Word for word, transcribe the records that follow.

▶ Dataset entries
+ + + + +
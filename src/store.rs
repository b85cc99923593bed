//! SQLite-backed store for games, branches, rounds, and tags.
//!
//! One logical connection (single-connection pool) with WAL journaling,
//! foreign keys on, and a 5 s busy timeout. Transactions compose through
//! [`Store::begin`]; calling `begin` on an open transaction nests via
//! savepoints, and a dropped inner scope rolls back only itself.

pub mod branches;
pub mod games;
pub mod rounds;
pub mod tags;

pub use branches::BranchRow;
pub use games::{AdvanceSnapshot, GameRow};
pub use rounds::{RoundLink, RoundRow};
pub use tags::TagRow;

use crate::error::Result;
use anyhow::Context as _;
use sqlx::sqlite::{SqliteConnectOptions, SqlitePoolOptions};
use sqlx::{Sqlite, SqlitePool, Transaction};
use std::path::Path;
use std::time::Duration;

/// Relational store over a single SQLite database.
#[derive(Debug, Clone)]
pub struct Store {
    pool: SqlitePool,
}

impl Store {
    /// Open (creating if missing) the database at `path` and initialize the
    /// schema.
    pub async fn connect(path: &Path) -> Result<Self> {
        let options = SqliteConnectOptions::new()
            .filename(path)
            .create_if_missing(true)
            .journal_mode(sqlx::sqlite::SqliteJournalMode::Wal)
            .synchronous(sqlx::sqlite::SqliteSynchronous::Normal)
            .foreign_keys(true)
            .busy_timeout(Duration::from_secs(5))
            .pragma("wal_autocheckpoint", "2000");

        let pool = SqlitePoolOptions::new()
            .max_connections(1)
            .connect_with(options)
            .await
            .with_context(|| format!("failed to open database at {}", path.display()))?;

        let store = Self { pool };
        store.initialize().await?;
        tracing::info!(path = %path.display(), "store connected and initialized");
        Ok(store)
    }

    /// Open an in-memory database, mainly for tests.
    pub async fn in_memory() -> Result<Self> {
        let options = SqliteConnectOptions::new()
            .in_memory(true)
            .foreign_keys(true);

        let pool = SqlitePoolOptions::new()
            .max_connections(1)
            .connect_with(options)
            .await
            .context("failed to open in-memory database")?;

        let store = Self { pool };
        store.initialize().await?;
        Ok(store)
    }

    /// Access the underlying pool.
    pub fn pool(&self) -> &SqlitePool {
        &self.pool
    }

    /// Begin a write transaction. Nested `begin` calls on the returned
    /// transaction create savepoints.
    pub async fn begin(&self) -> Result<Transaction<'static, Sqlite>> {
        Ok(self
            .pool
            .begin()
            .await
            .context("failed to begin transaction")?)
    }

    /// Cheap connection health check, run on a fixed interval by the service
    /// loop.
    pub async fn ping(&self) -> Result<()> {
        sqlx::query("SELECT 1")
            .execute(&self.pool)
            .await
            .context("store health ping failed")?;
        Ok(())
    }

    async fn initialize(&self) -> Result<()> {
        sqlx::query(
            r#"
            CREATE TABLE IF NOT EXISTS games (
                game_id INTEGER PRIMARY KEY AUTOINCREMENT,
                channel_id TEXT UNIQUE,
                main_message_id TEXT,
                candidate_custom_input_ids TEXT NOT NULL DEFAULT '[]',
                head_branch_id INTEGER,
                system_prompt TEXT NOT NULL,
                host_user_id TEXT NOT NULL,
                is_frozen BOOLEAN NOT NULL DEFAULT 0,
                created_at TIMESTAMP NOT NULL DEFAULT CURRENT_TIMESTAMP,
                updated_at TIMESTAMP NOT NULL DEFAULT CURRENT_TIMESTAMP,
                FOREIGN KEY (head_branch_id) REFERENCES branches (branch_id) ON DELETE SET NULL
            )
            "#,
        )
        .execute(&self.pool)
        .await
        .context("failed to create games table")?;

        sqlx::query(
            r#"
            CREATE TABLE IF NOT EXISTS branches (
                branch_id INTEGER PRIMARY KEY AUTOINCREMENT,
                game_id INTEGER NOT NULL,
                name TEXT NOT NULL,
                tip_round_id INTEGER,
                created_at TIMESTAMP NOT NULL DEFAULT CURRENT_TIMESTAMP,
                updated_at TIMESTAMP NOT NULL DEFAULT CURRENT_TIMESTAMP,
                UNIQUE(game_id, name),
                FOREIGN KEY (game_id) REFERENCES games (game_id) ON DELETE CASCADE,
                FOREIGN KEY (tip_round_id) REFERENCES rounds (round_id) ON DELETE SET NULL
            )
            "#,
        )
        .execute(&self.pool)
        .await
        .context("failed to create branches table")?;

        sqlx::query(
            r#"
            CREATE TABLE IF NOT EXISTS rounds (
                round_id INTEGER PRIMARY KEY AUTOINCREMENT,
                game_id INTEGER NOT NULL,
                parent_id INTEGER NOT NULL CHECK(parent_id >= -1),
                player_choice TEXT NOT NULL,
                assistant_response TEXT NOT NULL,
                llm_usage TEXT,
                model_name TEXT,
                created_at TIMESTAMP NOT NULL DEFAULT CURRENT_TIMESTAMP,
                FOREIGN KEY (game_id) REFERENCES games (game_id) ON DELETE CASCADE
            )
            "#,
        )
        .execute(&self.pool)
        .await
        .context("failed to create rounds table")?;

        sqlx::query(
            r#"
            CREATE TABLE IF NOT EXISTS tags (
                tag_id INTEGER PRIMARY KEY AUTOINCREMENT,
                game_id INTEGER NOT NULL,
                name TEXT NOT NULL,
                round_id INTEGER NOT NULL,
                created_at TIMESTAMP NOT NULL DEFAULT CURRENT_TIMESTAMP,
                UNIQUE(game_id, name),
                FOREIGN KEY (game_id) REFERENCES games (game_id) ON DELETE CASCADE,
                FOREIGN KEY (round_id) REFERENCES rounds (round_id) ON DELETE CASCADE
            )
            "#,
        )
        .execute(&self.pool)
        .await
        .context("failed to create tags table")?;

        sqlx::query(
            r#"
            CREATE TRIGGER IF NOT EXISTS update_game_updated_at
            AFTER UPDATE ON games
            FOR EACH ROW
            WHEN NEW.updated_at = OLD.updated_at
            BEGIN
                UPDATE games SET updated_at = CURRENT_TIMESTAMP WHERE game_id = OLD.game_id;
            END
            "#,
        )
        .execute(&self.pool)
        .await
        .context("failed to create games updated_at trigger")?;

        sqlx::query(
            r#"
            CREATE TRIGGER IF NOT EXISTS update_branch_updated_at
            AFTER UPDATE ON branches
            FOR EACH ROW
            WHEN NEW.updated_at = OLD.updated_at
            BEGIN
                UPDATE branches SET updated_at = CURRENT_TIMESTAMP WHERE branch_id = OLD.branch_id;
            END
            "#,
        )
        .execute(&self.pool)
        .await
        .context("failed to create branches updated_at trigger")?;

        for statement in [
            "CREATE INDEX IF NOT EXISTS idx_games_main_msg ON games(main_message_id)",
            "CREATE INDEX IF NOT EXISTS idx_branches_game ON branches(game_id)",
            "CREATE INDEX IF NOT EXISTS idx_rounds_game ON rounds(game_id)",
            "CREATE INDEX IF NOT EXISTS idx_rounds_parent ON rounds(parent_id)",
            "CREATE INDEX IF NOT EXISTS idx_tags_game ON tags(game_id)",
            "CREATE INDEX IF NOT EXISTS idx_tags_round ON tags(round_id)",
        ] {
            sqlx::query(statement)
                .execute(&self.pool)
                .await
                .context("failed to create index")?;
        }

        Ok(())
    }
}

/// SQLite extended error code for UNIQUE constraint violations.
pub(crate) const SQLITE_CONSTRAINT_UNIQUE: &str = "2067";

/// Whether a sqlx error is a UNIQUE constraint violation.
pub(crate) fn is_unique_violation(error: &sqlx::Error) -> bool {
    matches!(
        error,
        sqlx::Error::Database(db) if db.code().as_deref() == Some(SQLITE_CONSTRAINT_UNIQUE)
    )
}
+ + + + +
▶ Final answer
filename src/store.rs
repository b85cc99923593bed
//! SQLite-backed store for games, branches, rounds, and tags.
//!
//! One logical connection (single-connection pool) with WAL journaling,
//! foreign keys on, and a 5 s busy timeout. Transactions compose through
//! [`Store::begin`]; calling `begin` on an open transaction nests via
//! savepoints, and a dropped inner scope rolls back only itself.

pub mod branches;
pub mod games;
pub mod rounds;
pub mod tags;

pub use branches::BranchRow;
pub use games::{AdvanceSnapshot, GameRow};
pub use rounds::{RoundLink, RoundRow};
pub use tags::TagRow;

use crate::error::Result;
use anyhow::Context as _;
use sqlx::sqlite::{SqliteConnectOptions, SqlitePoolOptions};
use sqlx::{Sqlite, SqlitePool, Transaction};
use std::path::Path;
use std::time::Duration;

/// Relational store over a single SQLite database.
#[derive(Debug, Clone)]
pub struct Store {
    pool: SqlitePool,
}

impl Store {
    /// Open (creating if missing) the database at `path` and initialize the
    /// schema.
    pub async fn connect(path: &Path) -> Result<Self> {
        let options = SqliteConnectOptions::new()
            .filename(path)
            .create_if_missing(true)
            .journal_mode(sqlx::sqlite::SqliteJournalMode::Wal)
            .synchronous(sqlx::sqlite::SqliteSynchronous::Normal)
            .foreign_keys(true)
            .busy_timeout(Duration::from_secs(5))
            .pragma("wal_autocheckpoint", "2000");

        let pool = SqlitePoolOptions::new()
            .max_connections(1)
            .connect_with(options)
            .await
            .with_context(|| format!("failed to open database at {}", path.display()))?;

        let store = Self { pool };
        store.initialize().await?;
        tracing::info!(path = %path.display(), "store connected and initialized");
        Ok(store)
    }

    /// Open an in-memory database, mainly for tests.
    pub async fn in_memory() -> Result<Self> {
        let options = SqliteConnectOptions::new()
            .in_memory(true)
            .foreign_keys(true);

        let pool = SqlitePoolOptions::new()
            .max_connections(1)
            .connect_with(options)
            .await
            .context("failed to open in-memory database")?;

        let store = Self { pool };
        store.initialize().await?;
        Ok(store)
    }

    /// Access the underlying pool.
    pub fn pool(&self) -> &SqlitePool {
        &self.pool
    }

    /// Begin a write transaction. Nested `begin` calls on the returned
    /// transaction create savepoints.
    pub async fn begin(&self) -> Result<Transaction<'static, Sqlite>> {
        Ok(self
            .pool
            .begin()
            .await
            .context("failed to begin transaction")?)
    }

    /// Cheap connection health check, run on a fixed interval by the service
    /// loop.
    pub async fn ping(&self) -> Result<()> {
        sqlx::query("SELECT 1")
            .execute(&self.pool)
            .await
            .context("store health ping failed")?;
        Ok(())
    }

    async fn initialize(&self) -> Result<()> {
        sqlx::query(
            r#"
            CREATE TABLE IF NOT EXISTS games (
                game_id INTEGER PRIMARY KEY AUTOINCREMENT,
                channel_id TEXT UNIQUE,
                main_message_id TEXT,
                candidate_custom_input_ids TEXT NOT NULL DEFAULT '[]',
                head_branch_id INTEGER,
                system_prompt TEXT NOT NULL,
                host_user_id TEXT NOT NULL,
                is_frozen BOOLEAN NOT NULL DEFAULT 0,
                created_at TIMESTAMP NOT NULL DEFAULT CURRENT_TIMESTAMP,
                updated_at TIMESTAMP NOT NULL DEFAULT CURRENT_TIMESTAMP,
                FOREIGN KEY (head_branch_id) REFERENCES branches (branch_id) ON DELETE SET NULL
            )
            "#,
        )
        .execute(&self.pool)
        .await
        .context("failed to create games table")?;

        sqlx::query(
            r#"
            CREATE TABLE IF NOT EXISTS branches (
                branch_id INTEGER PRIMARY KEY AUTOINCREMENT,
                game_id INTEGER NOT NULL,
                name TEXT NOT NULL,
                tip_round_id INTEGER,
                created_at TIMESTAMP NOT NULL DEFAULT CURRENT_TIMESTAMP,
                updated_at TIMESTAMP NOT NULL DEFAULT CURRENT_TIMESTAMP,
                UNIQUE(game_id, name),
                FOREIGN KEY (game_id) REFERENCES games (game_id) ON DELETE CASCADE,
                FOREIGN KEY (tip_round_id) REFERENCES rounds (round_id) ON DELETE SET NULL
            )
            "#,
        )
        .execute(&self.pool)
        .await
        .context("failed to create branches table")?;

        sqlx::query(
            r#"
            CREATE TABLE IF NOT EXISTS rounds (
                round_id INTEGER PRIMARY KEY AUTOINCREMENT,
                game_id INTEGER NOT NULL,
                parent_id INTEGER NOT NULL CHECK(parent_id >= -1),
                player_choice TEXT NOT NULL,
                assistant_response TEXT NOT NULL,
                llm_usage TEXT,
                model_name TEXT,
                created_at TIMESTAMP NOT NULL DEFAULT CURRENT_TIMESTAMP,
                FOREIGN KEY (game_id) REFERENCES games (game_id) ON DELETE CASCADE
            )
            "#,
        )
        .execute(&self.pool)
        .await
        .context("failed to create rounds table")?;

        sqlx::query(
            r#"
            CREATE TABLE IF NOT EXISTS tags (
                tag_id INTEGER PRIMARY KEY AUTOINCREMENT,
                game_id INTEGER NOT NULL,
                name TEXT NOT NULL,
                round_id INTEGER NOT NULL,
                created_at TIMESTAMP NOT NULL DEFAULT CURRENT_TIMESTAMP,
                UNIQUE(game_id, name),
                FOREIGN KEY (game_id) REFERENCES games (game_id) ON DELETE CASCADE,
                FOREIGN KEY (round_id) REFERENCES rounds (round_id) ON DELETE CASCADE
            )
            "#,
        )
        .execute(&self.pool)
        .await
        .context("failed to create tags table")?;

        sqlx::query(
            r#"
            CREATE TRIGGER IF NOT EXISTS update_game_updated_at
            AFTER UPDATE ON games
            FOR EACH ROW
            WHEN NEW.updated_at = OLD.updated_at
            BEGIN
                UPDATE games SET updated_at = CURRENT_TIMESTAMP WHERE game_id = OLD.game_id;
            END
            "#,
        )
        .execute(&self.pool)
        .await
        .context("failed to create games updated_at trigger")?;

        sqlx::query(
            r#"
            CREATE TRIGGER IF NOT EXISTS update_branch_updated_at
            AFTER UPDATE ON branches
            FOR EACH ROW
            WHEN NEW.updated_at = OLD.updated_at
            BEGIN
                UPDATE branches SET updated_at = CURRENT_TIMESTAMP WHERE branch_id = OLD.branch_id;
            END
            "#,
        )
        .execute(&self.pool)
        .await
        .context("failed to create branches updated_at trigger")?;

        for statement in [
            "CREATE INDEX IF NOT EXISTS idx_games_main_msg ON games(main_message_id)",
            "CREATE INDEX IF NOT EXISTS idx_branches_game ON branches(game_id)",
            "CREATE INDEX IF NOT EXISTS idx_rounds_game ON rounds(game_id)",
            "CREATE INDEX IF NOT EXISTS idx_rounds_parent ON rounds(parent_id)",
            "CREATE INDEX IF NOT EXISTS idx_tags_game ON tags(game_id)",
            "CREATE INDEX IF NOT EXISTS idx_tags_round ON tags(round_id)",
        ] {
            sqlx::query(statement)
                .execute(&self.pool)
                .await
                .context("failed to create index")?;
        }

        Ok(())
    }
}

/// SQLite extended error code for UNIQUE constraint violations.
pub(crate) const SQLITE_CONSTRAINT_UNIQUE: &str = "2067";

/// Whether a sqlx error is a UNIQUE constraint violation.
pub(crate) fn is_unique_violation(error: &sqlx::Error) -> bool {
    matches!(
        error,
        sqlx::Error::Database(db) if db.code().as_deref() == Some(SQLITE_CONSTRAINT_UNIQUE)
    )
}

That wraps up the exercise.